Fausto, Gotthold Ephraim Lessing

En sus intentos de escribir un drama propio sobre el tema de Fausto — que que­dó en fragmento — Gotthold Ephraim Lessing (1729-1781) partió ciertamente de la representación popular, si bien durante al­gún tiempo cultivó el proyecto de sacar de ella una especie de drama burgués, dejan­do a un lado todos los diablos y substitu­yendo a Mefistófeles por un mal amigo y consejero. En realidad, sólo del drama de­rivado de los planteamientos entonces tra­dicionales existen vestigios concretos, a sa­ber, una escena publicada ya en la XIX de las Cartas sobre la literatura contempo­ránea (v.) (16 de febrero de 1759)—signi­ficativa porque el concurso de velocidad que se desarrolla entre siete diablos es ganado por los dos que proclaman tener, el uno «la velocidad del pensamiento humano», y el otro «la velocidad con que el hombre pasa del bien al mal» —, y un grupo de frag­mentos del acto primero, encontrado entre los papeles póstumos. El prólogo tiene lu­gar en una iglesia: tres diablos aparecen ante Belcebú y dan cuenta de sus hazañas; el tercero habla de Fausto y formula sus planes de seducción: «todavía a estas horas está sentado junto a su lámpara nocturna, escrutando las profundidades de la verdad: el excesivo deseo de saber es una culpa, y de una culpa pueden nacer todos los vi­cios».

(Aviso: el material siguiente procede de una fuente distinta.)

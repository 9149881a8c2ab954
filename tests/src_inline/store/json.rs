use std::fs;
use std::io::Write;
use std::path::PathBuf;
use std::sync::atomic::{AtomicUsize, Ordering};

use flate2::Compression;
use flate2::write::GzEncoder;

use super::*;
use crate::model::Channel;

static DIR_COUNTER: AtomicUsize = AtomicUsize::new(0);

fn make_temp_dir() -> PathBuf {
    let mut dir = std::env::temp_dir();
    let id = DIR_COUNTER.fetch_add(1, Ordering::SeqCst);
    dir.push(format!("optopad_store_test_{}_{}", std::process::id(), id));
    fs::create_dir_all(&dir).unwrap();
    dir
}

const SAMPLE: &str = r#"{
  "test_configs": [
    {
      "id": "cfg-color",
      "device_id": "ipad-1",
      "test_kind": "optopad_color",
      "steps": [
        { "order": 1, "correct_values": ["Arriba"], "decimal_value": "0.5" },
        { "order": 2, "correct_values": "[\"derecha\"]", "decimal_value": 2 },
        { "order": 3, "correct_values": "not json", "decimal_value": "abc" },
        { "order": 4, "correct_values": ["sideways"], "decimal_value": null },
        { "order": 5, "correct_values": [], "decimal_value": "" },
        { "order": 6 },
        { "order": 11, "correct_values": ["Abajo"], "decimal_value": 1.5 },
        { "order": 31, "correct_values": ["Arriba"] },
        { "order": -2, "correct_values": ["Arriba"] },
        { "order": 1, "correct_values": ["Izquierda"] }
      ]
    },
    {
      "id": "cfg-amsler",
      "device_id": "ipad-1",
      "test_kind": "rejilla_amsler",
      "steps": []
    },
    {
      "id": "cfg-other",
      "device_id": "ipad-2",
      "test_kind": "optopad_color"
    }
  ]
}"#;

#[test]
fn test_load_steps_parses_value_shapes() {
    let store = JsonStore::from_reader(SAMPLE.as_bytes()).unwrap();
    let config = store.load_steps("ipad-1", TestKind::OptopadColor).unwrap();
    assert_eq!(config.config_id, "cfg-color");

    let steps = &config.steps;
    assert_eq!(steps.expected(1), Some(Direction::Up));
    assert_eq!(steps.calibration(Channel::P, 1), Some(0.5));
    assert_eq!(steps.expected(2), Some(Direction::Right));
    assert_eq!(steps.calibration(Channel::P, 2), Some(2.0));
    assert_eq!(steps.expected(3), None);
    assert_eq!(steps.calibration(Channel::P, 3), None);
    assert_eq!(steps.expected(4), None);
    assert_eq!(steps.expected(5), None);
    assert_eq!(steps.calibration(Channel::P, 5), None);
    assert_eq!(steps.expected(11), Some(Direction::Down));
    assert_eq!(steps.calibration(Channel::D, 1), Some(1.5));
}

#[test]
fn test_load_steps_ignores_out_of_range_and_duplicates() {
    let store = JsonStore::from_reader(SAMPLE.as_bytes()).unwrap();
    let config = store.load_steps("ipad-1", TestKind::OptopadColor).unwrap();
    // orders 1..=6 and 11; 31 and -2 dropped, second order 1 ignored
    assert_eq!(config.steps.len(), 7);
    assert_eq!(config.steps.expected(1), Some(Direction::Up));
}

#[test]
fn test_config_without_steps_is_found_but_empty() {
    let store = JsonStore::from_reader(SAMPLE.as_bytes()).unwrap();
    let config = store.load_steps("ipad-2", TestKind::OptopadColor).unwrap();
    assert_eq!(config.config_id, "cfg-other");
    assert!(config.steps.is_empty());
}

#[test]
fn test_missing_config_is_reported() {
    let store = JsonStore::from_reader(SAMPLE.as_bytes()).unwrap();
    let err = store
        .load_steps("ipad-9", TestKind::OptopadColor)
        .unwrap_err();
    assert!(matches!(
        err,
        StoreError::ConfigNotFound { ref device_id, test_kind: TestKind::OptopadColor }
            if device_id == "ipad-9"
    ));
    assert!(matches!(
        store.load_steps("ipad-2", TestKind::AmslerGrid),
        Err(StoreError::ConfigNotFound { .. })
    ));
}

#[test]
fn test_duplicate_configs_are_ambiguous() {
    let raw = r#"{"test_configs":[
        {"id":"a","device_id":"d","test_kind":"optopad_color"},
        {"id":"b","device_id":"d","test_kind":"optopad_color"}
    ]}"#;
    let store = JsonStore::from_reader(raw.as_bytes()).unwrap();
    assert!(matches!(
        store.load_steps("d", TestKind::OptopadColor),
        Err(StoreError::AmbiguousConfig { count: 2, .. })
    ));
}

#[test]
fn test_empty_document_has_no_configs() {
    let store = JsonStore::from_reader("{}".as_bytes()).unwrap();
    assert!(store.configs.is_empty());
    assert!(JsonStore::from_reader("not json".as_bytes()).is_err());
}

#[test]
fn test_mistyped_values_read_as_absent() {
    let raw = r#"{"test_configs":[
        {"id":"cfg-color","device_id":"ipad-1","test_kind":"optopad_color","steps":[
            {"order":1,"correct_values":["Arriba"],"decimal_value":true},
            {"order":2,"correct_values":{"x":1},"decimal_value":{"v":2}},
            {"order":3,"correct_values":7,"decimal_value":[3]},
            {"order":"4","correct_values":["Abajo"]},
            {"order":5.5,"correct_values":["Abajo"]},
            {"correct_values":["Abajo"]},
            {"order":6,"correct_values":["Derecha"],"decimal_value":"6"}
        ]},
        {"id":"cfg-other","device_id":"ipad-2","test_kind":"optopad_color"}
    ]}"#;
    let store = JsonStore::from_reader(raw.as_bytes()).unwrap();
    let config = store.load_steps("ipad-1", TestKind::OptopadColor).unwrap();
    let steps = &config.steps;

    assert_eq!(steps.expected(1), Some(Direction::Up));
    assert_eq!(steps.calibration(Channel::P, 1), None);
    assert_eq!(steps.expected(2), None);
    assert_eq!(steps.calibration(Channel::P, 2), None);
    assert_eq!(steps.expected(3), None);
    assert_eq!(steps.calibration(Channel::P, 3), None);
    // non-integer or missing orders are skipped
    assert_eq!(steps.len(), 4);
    assert_eq!(steps.expected(4), None);
    assert_eq!(steps.expected(6), Some(Direction::Right));
    assert_eq!(steps.calibration(Channel::P, 6), Some(6.0));

    // other devices in the same document still load
    assert!(store.load_steps("ipad-2", TestKind::OptopadColor).is_ok());
}

#[test]
fn test_load_plain_and_gz_files() {
    let dir = make_temp_dir();
    let plain = dir.join("store.json");
    fs::write(&plain, SAMPLE).unwrap();

    let gz = dir.join("store.json.gz");
    let mut encoder = GzEncoder::new(fs::File::create(&gz).unwrap(), Compression::default());
    encoder.write_all(SAMPLE.as_bytes()).unwrap();
    encoder.finish().unwrap();

    let a = JsonStore::load(&plain).unwrap();
    let b = JsonStore::load(&gz).unwrap();
    assert_eq!(a.configs.len(), 3);
    assert_eq!(
        a.load_steps("ipad-1", TestKind::OptopadColor).unwrap(),
        b.load_steps("ipad-1", TestKind::OptopadColor).unwrap()
    );
}

#[test]
fn test_load_missing_file_is_io_error() {
    let dir = make_temp_dir();
    assert!(matches!(
        JsonStore::load(&dir.join("absent.json")),
        Err(StoreError::Io(_))
    ));
}
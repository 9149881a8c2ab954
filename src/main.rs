mod engine;
mod logging;
mod model;
mod report;
mod store;

use std::io::{BufRead, Write};
use std::path::PathBuf;

use clap::{Args, Parser, Subcommand};
use tracing::{debug, info, warn};

use crate::engine::{SessionParams, TestSession, thresholds};
use crate::model::{LastCorrect, Response, TestKind};
use crate::report::json::{render_result_json, render_score_json};
use crate::report::text::{render_channels, render_prompt, render_result_text};
use crate::report::channel_summaries;
use crate::store::{JsonLinesSink, JsonStore, ResultSink, StepConfigProvider};

const EXIT_COMMANDS: [&str; 3] = ["exit", "quit", "salir"];

fn main() {
    if let Err(err) = run() {
        eprintln!("{err}");
        std::process::exit(1);
    }
}

fn run() -> Result<(), String> {
    let config = parse_args(std::env::args_os())?;
    logging::init_logging(config.verbosity);

    match config.mode {
        Mode::Interactive(session) => {
            let mut test = start_session(&session)?;
            let stdin = std::io::stdin();
            let mut stdout = std::io::stdout();
            let drive = drive_interactive(&mut test, stdin.lock(), &mut stdout)
                .map_err(|e| e.to_string())?;
            conclude(test, drive, &session, &mut stdout)
        }
        Mode::Replay(session, responses) => {
            let mut test = start_session(&session)?;
            let drive = drive_script(&mut test, &responses);
            conclude(test, drive, &session, &mut std::io::stdout())
        }
        Mode::Score(score) => run_score(&score, &mut std::io::stdout()),
    }
}

#[derive(Debug, Parser)]
#[command(
    name = "optopad-runner",
    version,
    about = "Runs and scores the Optopad Color adaptive staircase test."
)]
struct Cli {
    /// Raise log verbosity (-v info, -vv debug, -vvv trace).
    #[arg(short, long, action = clap::ArgAction::Count, global = true)]
    verbose: u8,

    #[command(subcommand)]
    command: Command,
}

#[derive(Debug, Subcommand)]
enum Command {
    /// Run a test interactively, one response per line on stdin.
    Run(SessionArgs),
    /// Run a test from a scripted response list.
    Replay {
        #[command(flatten)]
        session: SessionArgs,
        /// Comma separated responses (up, down, left, right, none).
        #[arg(long, value_delimiter = ',', required = true)]
        responses: Vec<String>,
    },
    /// Compute thresholds for given last-correct steps without running a test.
    Score {
        #[arg(long)]
        store: PathBuf,
        #[arg(long)]
        device: String,
        #[arg(long, default_value_t = 0, value_parser = clap::value_parser!(u8).range(0..=10))]
        p: u8,
        #[arg(long, default_value_t = 0, value_parser = clap::value_parser!(u8).range(0..=10))]
        d: u8,
        #[arg(long, default_value_t = 0, value_parser = clap::value_parser!(u8).range(0..=10))]
        t: u8,
        #[arg(long)]
        json: bool,
    },
}

#[derive(Debug, Clone, Args)]
struct SessionArgs {
    /// Test configuration export (.json or .json.gz).
    #[arg(long)]
    store: PathBuf,
    #[arg(long)]
    device: String,
    #[arg(long)]
    patient: String,
    #[arg(long, default_value = "optopad_color")]
    test: String,
    /// JSON-lines file the finished result is appended to.
    #[arg(long, default_value = "results.jsonl")]
    results: PathBuf,
    #[arg(long)]
    json: bool,
}

#[derive(Debug, Clone)]
struct RunConfig {
    verbosity: u8,
    mode: Mode,
}

#[derive(Debug, Clone)]
enum Mode {
    Interactive(SessionConfig),
    Replay(SessionConfig, Vec<Response>),
    Score(ScoreConfig),
}

#[derive(Debug, Clone)]
struct SessionConfig {
    store: PathBuf,
    params: SessionParams,
    results: PathBuf,
    json: bool,
}

#[derive(Debug, Clone)]
struct ScoreConfig {
    store: PathBuf,
    device_id: String,
    last_correct: LastCorrect,
    json: bool,
}

fn parse_args<I, T>(args: I) -> Result<RunConfig, String>
where
    I: IntoIterator<Item = T>,
    T: Into<std::ffi::OsString> + Clone,
{
    let cli = Cli::try_parse_from(args).map_err(|e| e.to_string())?;
    let mode = match cli.command {
        Command::Run(session) => Mode::Interactive(session_config(session)?),
        Command::Replay { session, responses } => {
            let parsed = responses
                .iter()
                .filter(|r| !r.trim().is_empty())
                .map(|r| r.parse::<Response>().map_err(|e| e.to_string()))
                .collect::<Result<Vec<_>, _>>()?;
            Mode::Replay(session_config(session)?, parsed)
        }
        Command::Score {
            store,
            device,
            p,
            d,
            t,
            json,
        } => Mode::Score(ScoreConfig {
            store,
            device_id: device,
            last_correct: [p, d, t],
            json,
        }),
    };
    Ok(RunConfig {
        verbosity: cli.verbose,
        mode,
    })
}

fn session_config(args: SessionArgs) -> Result<SessionConfig, String> {
    let test_kind = TestKind::parse(&args.test).ok_or_else(|| {
        format!(
            "invalid --test {:?} (use rejilla_amsler|agudeza_visual|optopad_color|optopad_csf)",
            args.test
        )
    })?;
    Ok(SessionConfig {
        store: args.store,
        params: SessionParams {
            patient_id: args.patient,
            device_id: args.device,
            test_kind,
        },
        results: args.results,
        json: args.json,
    })
}

fn start_session(config: &SessionConfig) -> Result<TestSession, String> {
    let store = JsonStore::load(&config.store).map_err(|e| e.to_string())?;
    TestSession::start(&config.params, &store).map_err(|e| e.to_string())
}

#[derive(Debug, Clone, Copy, PartialEq, Eq)]
enum Drive {
    Finished,
    Abandoned,
}

fn drive_interactive<R: BufRead, W: Write>(
    session: &mut TestSession,
    input: R,
    out: &mut W,
) -> std::io::Result<Drive> {
    let mut lines = input.lines();
    while let Some(view) = session.view() {
        debug!(order = view.order, "presenting step");
        writeln!(out, "{}", render_prompt(&view))?;
        write!(out, "> ")?;
        out.flush()?;

        let Some(line) = lines.next() else {
            writeln!(out)?;
            return Ok(Drive::Abandoned);
        };
        let line = line?;
        let trimmed = line.trim();
        if trimmed.is_empty() {
            continue;
        }
        if EXIT_COMMANDS.contains(&trimmed.to_lowercase().as_str()) {
            return Ok(Drive::Abandoned);
        }
        let response = match trimmed.parse::<Response>() {
            Ok(r) => r,
            Err(err) => {
                writeln!(out, "{err}")?;
                continue;
            }
        };
        match session.respond(response) {
            Ok(turn) => debug!(outcome = ?turn.outcome, "response recorded"),
            Err(err) => writeln!(out, "{err}")?,
        }
    }
    Ok(Drive::Finished)
}

fn drive_script(session: &mut TestSession, responses: &[Response]) -> Drive {
    for (i, response) in responses.iter().enumerate() {
        match session.respond(*response) {
            Ok(turn) if turn.finished => {
                let leftover = responses.len() - i - 1;
                if leftover > 0 {
                    warn!(leftover, "test finished before the end of the script");
                }
                return Drive::Finished;
            }
            Ok(turn) => debug!(outcome = ?turn.outcome, "scripted response recorded"),
            Err(err) => {
                warn!(error = %err, "scripted response rejected");
            }
        }
    }
    if session.is_finished() {
        Drive::Finished
    } else {
        warn!(
            responses = responses.len(),
            "script ended before the test finished"
        );
        Drive::Abandoned
    }
}

fn conclude<W: Write>(
    mut session: TestSession,
    drive: Drive,
    config: &SessionConfig,
    out: &mut W,
) -> Result<(), String> {
    if drive == Drive::Abandoned {
        let abandoned = session.abandon();
        debug!(last_correct = ?abandoned.last_correct, "progress discarded");
        writeln!(
            out,
            "Test for patient {} exited without saving after {} responses.",
            abandoned.patient_id, abandoned.responses
        )
        .map_err(|e| e.to_string())?;
        return Ok(());
    }

    let mut sink = JsonLinesSink::new(&config.results);
    let saved = save_result(&mut session, &mut sink);
    let record = session
        .result()
        .ok_or_else(|| "finished session has no result".to_string())?;
    let rendered = if config.json {
        render_result_json(record, session.is_saved()).map_err(|e| e.to_string())?
    } else {
        render_result_text(record, session.is_saved())
    };
    writeln!(out, "{rendered}").map_err(|e| e.to_string())?;
    saved
}

fn save_result<S: ResultSink>(session: &mut TestSession, sink: &mut S) -> Result<(), String> {
    let status = session.save(sink).map_err(|e| e.to_string())?;
    info!(
        ?status,
        config_id = session.config_id(),
        responses = session.responses(),
        "save completed"
    );
    Ok(())
}

fn run_score<W: Write>(config: &ScoreConfig, out: &mut W) -> Result<(), String> {
    let store = JsonStore::load(&config.store).map_err(|e| e.to_string())?;
    let step_config = store
        .load_steps(&config.device_id, TestKind::OptopadColor)
        .map_err(|e| e.to_string())?;
    let values = thresholds(&step_config.steps, config.last_correct);
    let rendered = if config.json {
        render_score_json(&step_config.config_id, config.last_correct, values)
            .map_err(|e| e.to_string())?
    } else {
        format!(
            "Configuration: {}\n{}",
            step_config.config_id,
            render_channels(&channel_summaries(config.last_correct, values))
        )
    };
    writeln!(out, "{rendered}").map_err(|e| e.to_string())
}

#[cfg(test)]
#[path = "../tests/src_inline/main_inline.rs"]
mod tests;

Y, en efecto, en las dos escenas si­guientes — la primera y la segunda del pri­mer acto — vemos a Fausto entre sus libros, junto a la lámpara, en su estudio, evocando a un diablo que efectivamente se presenta y dice ser Aristóteles, pero no puede re­sistir por mucho tiempo la permanencia entre despojos humanos y desaparece de nuevo para dejar lugar, en la escena cuar­ta, a un nuevo diablo, cuya evocación se inicia con acentos dramáticos: «¿Quién es el poderoso a cuya llamada tengo que obe­decer? ¿Tú? ¿Un sencillo mortal? ¿Quién te ha enseñado estas poderosas palabras?» Todo el resto del drama se ha perdido, pero según los testimonios de Blakenburg y En- gel, había sido ya en parte escrito. Fausto tenía que terminar redimido: su deseo de saber le había empujado, sin duda, más allá de los límites asignados a los hombres, pero «Dios no puede haber dado a los hombres el más noble de sus instintos para hacerle eternamente infeliz».

Son pocas in­dicaciones, pero suficientes para hacernos comprender el plano poético en que renace Fausto: la espiritualidad racional de la «Ilustración» (v.). También para la nueva conciencia que se está formando Fausto se revela como una figura representativa. Y no sorprende que su leyenda — conocida en el texto narrativo, familiar en las represen­taciones escénicas y casi suspendida en el aire de la época — «zumbase en la fantasía» del joven Goethe, como dice un pasaje de Poesía y Verdad (v.). También los demás poetas, amigos suyos y «compañeros de ar­dor», se mostraron sensibles al hechizo de esta leyenda: Lenz [Los jueces del Infier­no], Klinger [Vida, hazañas y viaje al in­fierno de J. Fausto], Maler Müller [Vida de Fausto dramatizada]. Traducción italiana de C. Manacorda (Milán, 1935).